* _Requirement_
Return each entry below without any alteration.
BEGIN Data
//! Core record types for the crossing simulator.
//!
//! This crate provides the foundational types shared by the record generator,
//! the document gateway and the request layer:
//!
//! - [`VehicleDetails`], [`CrossingEvent`], [`CargoManifest`] - the three entity kinds
//! - [`CrossingRecord`] - one vehicle crossing with its optional cargo
//! - [`Collection`] - the closed set of collections records are persisted into
//! - [`Entity`] - tagged union over the entity kinds, each bound to its collection
//! - [`DocumentPatch`] - untyped partial update applied to a stored document
//!
//! # Architecture
//!
//! ```text
//! crossing-core (this crate)
//!    │
//!    ├─── crossing-generator  (produces CrossingRecord values)
//!    │
//!    ├─── document-gateway    (persists Entity values, applies DocumentPatch)
//!    │
//!    └─── crossing-sim        (request layer composing both)
//! ```
//!
//! # Example
//!
//! ```rust
//! use crossing_core::{Collection, CrossingPurpose};
//!
//! let collection: Collection = "cargo_manifest".parse().unwrap();
//! assert_eq!(collection, Collection::CargoManifest);
//! assert_eq!(CrossingPurpose::Shipping.as_str(), "shipping");
//! ```

pub mod collection;
pub mod error;
pub mod records;

// Re-exports for convenience
pub use collection::{Collection, DocumentPatch, Entity, ID_FIELD};
pub use error::CoreError;
pub use records::{
    check_lane, CargoManifest, CrossingEvent, CrossingPurpose, CrossingRecord, Direction,
    RegistrationDetails, VehicleDetails, VehicleType, HAZMAT_CARGO_TYPE, MAX_LANE, MIN_LANE,
};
END Data
* _Expected answer_
//! Core record types for the crossing simulator.
//!
//! This crate provides the foundational types shared by the record generator,
//! the document gateway and the request layer:
//!
//! - [`VehicleDetails`], [`CrossingEvent`], [`CargoManifest`] - the three entity kinds
//! - [`CrossingRecord`] - one vehicle crossing with its optional cargo
//! - [`Collection`] - the closed set of collections records are persisted into
//! - [`Entity`] - tagged union over the entity kinds, each bound to its collection
//! - [`DocumentPatch`] - untyped partial update applied to a stored document
//!
//! # Architecture
//!
//! ```text
//! crossing-core (this crate)
//!    │
//!    ├─── crossing-generator  (produces CrossingRecord values)
//!    │
//!    ├─── document-gateway    (persists Entity values, applies DocumentPatch)
//!    │
//!    └─── crossing-sim        (request layer composing both)
//! ```
//!
//! # Example
//!
//! ```rust
//! use crossing_core::{Collection, CrossingPurpose};
//!
//! let collection: Collection = "cargo_manifest".parse().unwrap();
//! assert_eq!(collection, Collection::CargoManifest);
//! assert_eq!(CrossingPurpose::Shipping.as_str(), "shipping");
//! ```

pub mod collection;
pub mod error;
pub mod records;

// Re-exports for convenience
pub use collection::{Collection, DocumentPatch, Entity, ID_FIELD};
pub use error::CoreError;
pub use records::{
    check_lane, CargoManifest, CrossingEvent, CrossingPurpose, CrossingRecord, Direction,
    RegistrationDetails, VehicleDetails, VehicleType, HAZMAT_CARGO_TYPE, MAX_LANE, MIN_LANE,
};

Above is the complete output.